PhD Graduate student UT Southwestern Medical Center Dallas, Texas, United States
Disclosure(s):
Malavika Jayaram, MSc: No financial relationships to disclose
Introduction/Rationale: Salmonella enterica serovar Typhimurium (STm) employs a type III secretion system (T3SS) to translocate effector proteins that enable intracellular survival and replication. Through targeted mutagenesis and phenotypically guided genome reassembly, we identified a minimal set of SPI-2–encoded effectors sufficient for intracellular replication in vitro (STmθ). Although this effector module is conserved across S. enterica serovars, these genes alone are insufficient to promote systemic virulence in vivo without the addition of an accessory T3SS effector locus, suggesting the presence of host immune barriers that restrict STm θ dissemination.
Methods: To define immune barriers limiting STm θ in vivo, we used intraperitoneal (IP) infection models in mice deficient in MyD88 or interferon-γ (IFN-γ) signaling. We developed an STm-specific anti-LPS antibody to track bacterial association with immune subsets by CyTOF. To mechanistically dissect this restriction, we modeled infection in bone marrow–derived macrophages (BMDMs) with or without IFN-γ pre-treatment.

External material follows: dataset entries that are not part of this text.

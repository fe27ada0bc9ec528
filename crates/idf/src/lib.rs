//! Intermediate Document Format (IDF)
//! The in-memory tree a render pass produces. It is independent of any UI
//! toolkit: nodes are generic containers and leaves tagged with class names,
//! which a host maps onto its own presentation layer (see [`html`]).

pub mod classes;
pub mod html;

use folio_types::GraphConfig;

/// A string type for document text.
pub type TextStr = String;

/// Metadata shared by every non-text node.
#[derive(Debug, Clone, PartialEq, Default)]
pub struct NodeMetadata {
    pub classes: Vec<TextStr>,
}

impl NodeMetadata {
    pub fn tagged<I, S>(classes: I) -> Self
    where
        I: IntoIterator<Item = S>,
        S: Into<TextStr>,
    {
        Self {
            classes: classes.into_iter().map(Into::into).collect(),
        }
    }
}

/// A node of the output document.
#[derive(Debug, Clone, PartialEq)]
pub enum DocNode {
    /// A top-level section; one per rendered task.
    Section {
        meta: NodeMetadata,
        children: Vec<DocNode>,
    },
    /// A generic block container.
    Block {
        meta: NodeMetadata,
        children: Vec<DocNode>,
    },
    /// A heading, with a level and plain text.
    Heading {
        meta: NodeMetadata,
        level: u8,
        text: TextStr,
    },
    /// A paragraph of plain text.
    Paragraph { meta: NodeMetadata, text: TextStr },
    /// Opaque content passed through from a text unit.
    Text(TextStr),
    /// Mount point for the external graph engine, with the configuration it
    /// was handed.
    Graph {
        meta: NodeMetadata,
        config: GraphConfig,
    },
    /// A choice set.
    List {
        meta: NodeMetadata,
        children: Vec<DocNode>,
    },
    /// One choice within a `List`.
    ListItem {
        meta: NodeMetadata,
        children: Vec<DocNode>,
    },
}

impl DocNode {
    pub fn section<I, S>(classes: I, children: Vec<DocNode>) -> Self
    where
        I: IntoIterator<Item = S>,
        S: Into<TextStr>,
    {
        DocNode::Section {
            meta: NodeMetadata::tagged(classes),
            children,
        }
    }

    pub fn block<I, S>(classes: I, children: Vec<DocNode>) -> Self
    where
        I: IntoIterator<Item = S>,
        S: Into<TextStr>,
    {
        DocNode::Block {
            meta: NodeMetadata::tagged(classes),
            children,
        }
    }

    /// An untagged, childless block.
    pub fn empty_block() -> Self {
        DocNode::Block {
            meta: NodeMetadata::default(),
            children: Vec::new(),
        }
    }

    pub fn heading<I, S>(classes: I, level: u8, text: impl Into<TextStr>) -> Self
    where
        I: IntoIterator<Item = S>,
        S: Into<TextStr>,
    {
        DocNode::Heading {
            meta: NodeMetadata::tagged(classes),
            level,
            text: text.into(),
        }
    }

    pub fn paragraph<I, S>(classes: I, text: impl Into<TextStr>) -> Self
    where
        I: IntoIterator<Item = S>,
        S: Into<TextStr>,
    {
        DocNode::Paragraph {
            meta: NodeMetadata::tagged(classes),
            text: text.into(),
        }
    }

    pub fn text(content: impl Into<TextStr>) -> Self {
        DocNode::Text(content.into())
    }

    pub fn graph(config: GraphConfig) -> Self {
        DocNode::Graph {
            meta: NodeMetadata::tagged([classes::GRAPH]),
            config,
        }
    }

    pub fn meta(&self) -> Option<&NodeMetadata> {
        match self {
            DocNode::Section { meta, .. }
            | DocNode::Block { meta, .. }
            | DocNode::Heading { meta, .. }
            | DocNode::Paragraph { meta, .. }
            | DocNode::Graph { meta, .. }
            | DocNode::List { meta, .. }
            | DocNode::ListItem { meta, .. } => Some(meta),
            DocNode::Text(_) => None,
        }
    }

    pub fn meta_mut(&mut self) -> Option<&mut NodeMetadata> {
        match self {
            DocNode::Section { meta, .. }
            | DocNode::Block { meta, .. }
            | DocNode::Heading { meta, .. }
            | DocNode::Paragraph { meta, .. }
            | DocNode::Graph { meta, .. }
            | DocNode::List { meta, .. }
            | DocNode::ListItem { meta, .. } => Some(meta),
            DocNode::Text(_) => None,
        }
    }

    pub fn classes(&self) -> &[TextStr] {
        self.meta().map(|m| m.classes.as_slice()).unwrap_or(&[])
    }

    pub fn has_class(&self, class: &str) -> bool {
        self.classes().iter().any(|c| c == class)
    }

    /// Adds a class tag. Text nodes carry no metadata and are left unchanged.
    pub fn add_class(&mut self, class: impl Into<TextStr>) {
        if let Some(meta) = self.meta_mut() {
            meta.classes.push(class.into());
        }
    }

    pub fn children(&self) -> &[DocNode] {
        match self {
            DocNode::Section { children, .. }
            | DocNode::Block { children, .. }
            | DocNode::List { children, .. }
            | DocNode::ListItem { children, .. } => children,
            _ => &[],
        }
    }

    /// Appends a child. Leaf nodes can't hold one; the child is dropped.
    pub fn push(&mut self, child: DocNode) {
        match self {
            DocNode::Section { children, .. }
            | DocNode::Block { children, .. }
            | DocNode::List { children, .. }
            | DocNode::ListItem { children, .. } => children.push(child),
            leaf => log::warn!("Dropped a child pushed onto a {} node.", leaf.kind()),
        }
    }

    /// Returns a string identifier for the node type.
    pub fn kind(&self) -> &'static str {
        match self {
            DocNode::Section { .. } => "section",
            DocNode::Block { .. } => "block",
            DocNode::Heading { .. } => "heading",
            DocNode::Paragraph { .. } => "paragraph",
            DocNode::Text(_) => "text",
            DocNode::Graph { .. } => "graph",
            DocNode::List { .. } => "list",
            DocNode::ListItem { .. } => "list-item",
        }
    }

    /// The node's own text, for leaves that have one.
    pub fn text_content(&self) -> Option<&str> {
        match self {
            DocNode::Heading { text, .. } | DocNode::Paragraph { text, .. } => Some(text.as_str()),
            DocNode::Text(text) => Some(text.as_str()),
            _ => None,
        }
    }

    /// Depth-first, pre-order traversal of this node and all descendants.
    pub fn descendants(&self) -> Vec<&DocNode> {
        let mut out = Vec::new();
        let mut stack = vec![self];
        while let Some(node) = stack.pop() {
            out.push(node);
            stack.extend(node.children().iter().rev());
        }
        out
    }

    pub fn find_all_by_class(&self, class: &str) -> Vec<&DocNode> {
        self.descendants()
            .into_iter()
            .filter(|n| n.has_class(class))
            .collect()
    }

    pub fn count_by_class(&self, class: &str) -> usize {
        self.find_all_by_class(class).len()
    }

    pub fn find_first_by_class(&self, class: &str) -> Option<&DocNode> {
        self.descendants().into_iter().find(|n| n.has_class(class))
    }
}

Results: Survival and bacterial burden analyses revealed that IFN-γ is the dominant host pathway restricting systemic dissemination of STm θ, while MyD88 signaling plays a route-dependent role, limiting infection of T3SS-deleted strain (effectorless) after intragastric (IG) but not IP challenge. High-dimensional CyTOF profiling demonstrated IFN-γ–dependent expansion and occupancy of immune subsets with STm LPS that restrict STm θ. IFN-γ pre-treatment reduced STm θ replication in BMDMs but had little effect on strains expressing additional T3SS effectors, indicating resistance to macrophage-intrinsic IFN-γ–mediated restriction
Conclusion: These findings identify IFN-γ as a central barrier to STm θ dissemination and reveal route-specific roles for MyD88 signaling in limiting bacterial pathogenesis. This work provides a framework to define how additional accessory T3SS effector subvert innate immune defences to enable systemic infection.